Selain daripada itu untuk meningkatkanpuasa dan aspek ajaran agama lainnya sebagai kesadaran religiusitas untuk selanjutnya menjadi spiritual capital menghadapi konsumerisme, maka proses habitus penting juga dilakukan. Proses habitus yang saya maksudkan dan berkolaborasi positif dengan substansi tulisan ini adalah bagaimana, nilai – nilai puasa, agama, ajaran agama, etika Mumammadiyah yang di dalamnya ada etos al-Ma’un dan etos welas asih mampu dilakukan sebuah internalisasi eksterior.

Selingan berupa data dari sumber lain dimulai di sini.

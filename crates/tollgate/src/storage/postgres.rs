use async_trait::async_trait;
use common::models::{unix_now, CustomProvider, Event, Key, ProviderSetting, Route};
use serde::de::DeserializeOwned;
use serde_json::Value;

use super::{ConfigStore, DataPoint, EventQuery, EventStore, ReportingRequest, StoreError};
use crate::db::queries::{self, PolicyTable};
use crate::db::DbPool;

/// Postgres-backed store. Policy objects live as JSONB documents, events as
/// plain rows.
#[derive(Clone)]
pub struct PostgresStore {
    pool: DbPool,
}

impl PostgresStore {
    pub fn new(pool: DbPool) -> Self {
        Self { pool }
    }

    pub fn pool(&self) -> &DbPool {
        &self.pool
    }

    async fn get<T: DeserializeOwned>(
        &self,
        table: PolicyTable,
        id: &str,
    ) -> Result<Option<T>, StoreError> {
        let client = self.pool.get_client().await?;
        match queries::get_document(&client, table, id).await? {
            Some(doc) => Ok(Some(serde_json::from_value(doc)?)),
            None => Ok(None),
        }
    }

    async fn list<T: DeserializeOwned>(
        &self,
        table: PolicyTable,
        since: Option<i64>,
    ) -> Result<Vec<T>, StoreError> {
        let client = self.pool.get_client().await?;
        decode_all(queries::list_documents(&client, table, since).await?)
    }

    async fn update<T: serde::Serialize>(
        &self,
        table: PolicyTable,
        id: &str,
        updated_at: i64,
        item: &T,
    ) -> Result<(), StoreError> {
        let client = self.pool.get_client().await?;
        let data = serde_json::to_value(item)?;
        match queries::update_document(&client, table, id, updated_at, &data).await? {
            0 => Err(StoreError::NotFound(id.to_string())),
            _ => Ok(()),
        }
    }
}

fn decode_all<T: DeserializeOwned>(docs: Vec<Value>) -> Result<Vec<T>, StoreError> {
    docs.into_iter()
        .map(|doc| serde_json::from_value(doc).map_err(StoreError::from))
        .collect()
}

fn conflict_or(err: tokio_postgres::Error, what: &str) -> StoreError {
    if err.code() == Some(&tokio_postgres::error::SqlState::UNIQUE_VIOLATION) {
        StoreError::Conflict(format!("{what} already exists"))
    } else {
        StoreError::Database(err)
    }
}

#[async_trait]
impl ConfigStore for PostgresStore {
    async fn create_key(&self, mut key: Key) -> Result<Key, StoreError> {
        let now = unix_now();
        key.created_at = now;
        key.updated_at = now;
        let data = serde_json::to_value(&key)?;
        let client = self.pool.get_client().await?;
        queries::insert_key(&client, &key.key_id, &key.hashed_secret, now, &data)
            .await
            .map_err(|e| conflict_or(e, "key"))?;
        Ok(key)
    }

    async fn update_key(&self, mut key: Key) -> Result<Key, StoreError> {
        let existing = self
            .get_key(&key.key_id)
            .await?
            .ok_or_else(|| StoreError::NotFound(format!("key {}", key.key_id)))?;
        key.created_at = existing.created_at;
        key.hashed_secret = existing.hashed_secret;
        key.updated_at = unix_now().max(existing.updated_at);

        let data = serde_json::to_value(&key)?;
        let client = self.pool.get_client().await?;
        queries::update_key(&client, &key.key_id, key.revoked, key.updated_at, &data).await?;
        Ok(key)
    }

    async fn get_key(&self, key_id: &str) -> Result<Option<Key>, StoreError> {
        self.get(PolicyTable::Keys, key_id).await
    }

    async fn list_keys(&self, tag: Option<&str>) -> Result<Vec<Key>, StoreError> {
        match tag {
            Some(tag) => {
                let client = self.pool.get_client().await?;
                decode_all(queries::list_keys_by_tag(&client, tag).await?)
            }
            None => self.list(PolicyTable::Keys, None).await,
        }
    }

    async fn keys_updated_since(&self, since: Option<i64>) -> Result<Vec<Key>, StoreError> {
        self.list(PolicyTable::Keys, since).await
    }

    async fn revoke_key(&self, key_id: &str, reason: &str) -> Result<bool, StoreError> {
        let client = self.pool.get_client().await?;
        let affected = queries::revoke_key(&client, key_id, reason, unix_now()).await?;
        Ok(affected == 1)
    }

    async fn create_setting(
        &self,
        mut setting: ProviderSetting,
    ) -> Result<ProviderSetting, StoreError> {
        let now = unix_now();
        setting.created_at = now;
        setting.updated_at = now;
        let data = serde_json::to_value(&setting)?;
        let client = self.pool.get_client().await?;
        queries::insert_document(
            &client,
            PolicyTable::ProviderSettings,
            &setting.id,
            Some(("provider", setting.provider.as_str())),
            now,
            &data,
        )
        .await
        .map_err(|e| conflict_or(e, "provider setting"))?;
        Ok(setting)
    }

    async fn update_setting(
        &self,
        mut setting: ProviderSetting,
    ) -> Result<ProviderSetting, StoreError> {
        let existing = self
            .get_setting(&setting.id)
            .await?
            .ok_or_else(|| StoreError::NotFound(format!("setting {}", setting.id)))?;
        setting.created_at = existing.created_at;
        setting.updated_at = unix_now().max(existing.updated_at);
        self.update(
            PolicyTable::ProviderSettings,
            &setting.id,
            setting.updated_at,
            &setting,
        )
        .await?;
        Ok(setting)
    }

    async fn get_setting(&self, id: &str) -> Result<Option<ProviderSetting>, StoreError> {
        self.get(PolicyTable::ProviderSettings, id).await
    }

    async fn list_settings(&self) -> Result<Vec<ProviderSetting>, StoreError> {
        self.list(PolicyTable::ProviderSettings, None).await
    }

    async fn settings_updated_since(
        &self,
        since: Option<i64>,
    ) -> Result<Vec<ProviderSetting>, StoreError> {
        self.list(PolicyTable::ProviderSettings, since).await
    }

    async fn create_route(&self, mut route: Route) -> Result<Route, StoreError> {
        let now = unix_now();
        route.created_at = now;
        route.updated_at = now;
        let data = serde_json::to_value(&route)?;
        let client = self.pool.get_client().await?;
        queries::insert_document(
            &client,
            PolicyTable::Routes,
            &route.id,
            Some(("path", route.path.as_str())),
            now,
            &data,
        )
        .await
        .map_err(|e| conflict_or(e, "route"))?;
        Ok(route)
    }

    async fn get_route(&self, id: &str) -> Result<Option<Route>, StoreError> {
        self.get(PolicyTable::Routes, id).await
    }

    async fn list_routes(&self) -> Result<Vec<Route>, StoreError> {
        self.list(PolicyTable::Routes, None).await
    }

    async fn routes_updated_since(&self, since: Option<i64>) -> Result<Vec<Route>, StoreError> {
        self.list(PolicyTable::Routes, since).await
    }

    async fn create_custom_provider(
        &self,
        mut provider: CustomProvider,
    ) -> Result<CustomProvider, StoreError> {
        let now = unix_now();
        provider.created_at = now;
        provider.updated_at = now;
        let data = serde_json::to_value(&provider)?;
        let client = self.pool.get_client().await?;
        queries::insert_document(
            &client,
            PolicyTable::CustomProviders,
            &provider.id,
            Some(("provider", provider.provider.as_str())),
            now,
            &data,
        )
        .await
        .map_err(|e| conflict_or(e, "custom provider"))?;
        Ok(provider)
    }

    async fn update_custom_provider(
        &self,
        mut provider: CustomProvider,
    ) -> Result<CustomProvider, StoreError> {
        let existing = self
            .get_custom_provider(&provider.id)
            .await?
            .ok_or_else(|| StoreError::NotFound(format!("custom provider {}", provider.id)))?;
        provider.created_at = existing.created_at;
        provider.provider = existing.provider;
        provider.updated_at = unix_now().max(existing.updated_at);
        self.update(
            PolicyTable::CustomProviders,
            &provider.id,
            provider.updated_at,
            &provider,
        )
        .await?;
        Ok(provider)
    }

    async fn get_custom_provider(&self, id: &str) -> Result<Option<CustomProvider>, StoreError> {
        self.get(PolicyTable::CustomProviders, id).await
    }

    async fn list_custom_providers(&self) -> Result<Vec<CustomProvider>, StoreError> {
        self.list(PolicyTable::CustomProviders, None).await
    }

    async fn custom_providers_updated_since(
        &self,
        since: Option<i64>,
    ) -> Result<Vec<CustomProvider>, StoreError> {
        self.list(PolicyTable::CustomProviders, since).await
    }
}

#[async_trait]
impl EventStore for PostgresStore {
    async fn insert_event(&self, event: &Event) -> Result<(), StoreError> {
        let client = self.pool.get_client().await?;
        queries::insert_event(&client, event).await?;
        Ok(())
    }

    async fn query_events(&self, query: &EventQuery) -> Result<Vec<Event>, StoreError> {
        let client = self.pool.get_client().await?;
        Ok(queries::query_events(&client, query).await?)
    }

    async fn aggregate_events(
        &self,
        request: &ReportingRequest,
    ) -> Result<Vec<DataPoint>, StoreError> {
        let client = self.pool.get_client().await?;
        Ok(queries::aggregate_events(&client, request).await?)
    }
}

Internalisasi eksterior ini secara sederhana menyerap secara mendalam nilai – nilai yang ada untuk selanjutnya dilakukan eksternalisasi interior. Nilai –nilai yang sudah ada dalam diri, bukan semata untuk diri sendiri tetapi dimanifestasikan dalam kehidupan sosial.

Selain hal tersebut di atas, sebagaimana saya pahami dari tulisan Umar Shihab dari sebuah artikelnya bahwa agar puasa dan ajaran agama lainnya bisa menjadi spiritual capital, agama dan Islam pada khususnya jangan hanya dipahami secara fiqh oriented. Yang memandang agama hanya dalam dimensi hitam putih, halam-haram. Untuk konteks teman ini, puasa jangan hanya dilihat sebagai untuk memenuhi kewajiban semata.

Dan terakhir, kita harus mampu mengcounter kecendrungan media terutama media massa (tv) dan media sosial yang menjadikan Ramadhan hanya sebagai komoditas yang kapitalistik

Agusliadi, Eks, Ketua PD. Pemuda Muhammadiyah Bantaeng, sekarang menjabat sebagai Komisioner KPU Kabupaten Bantaeng, Sulawesi Selatan.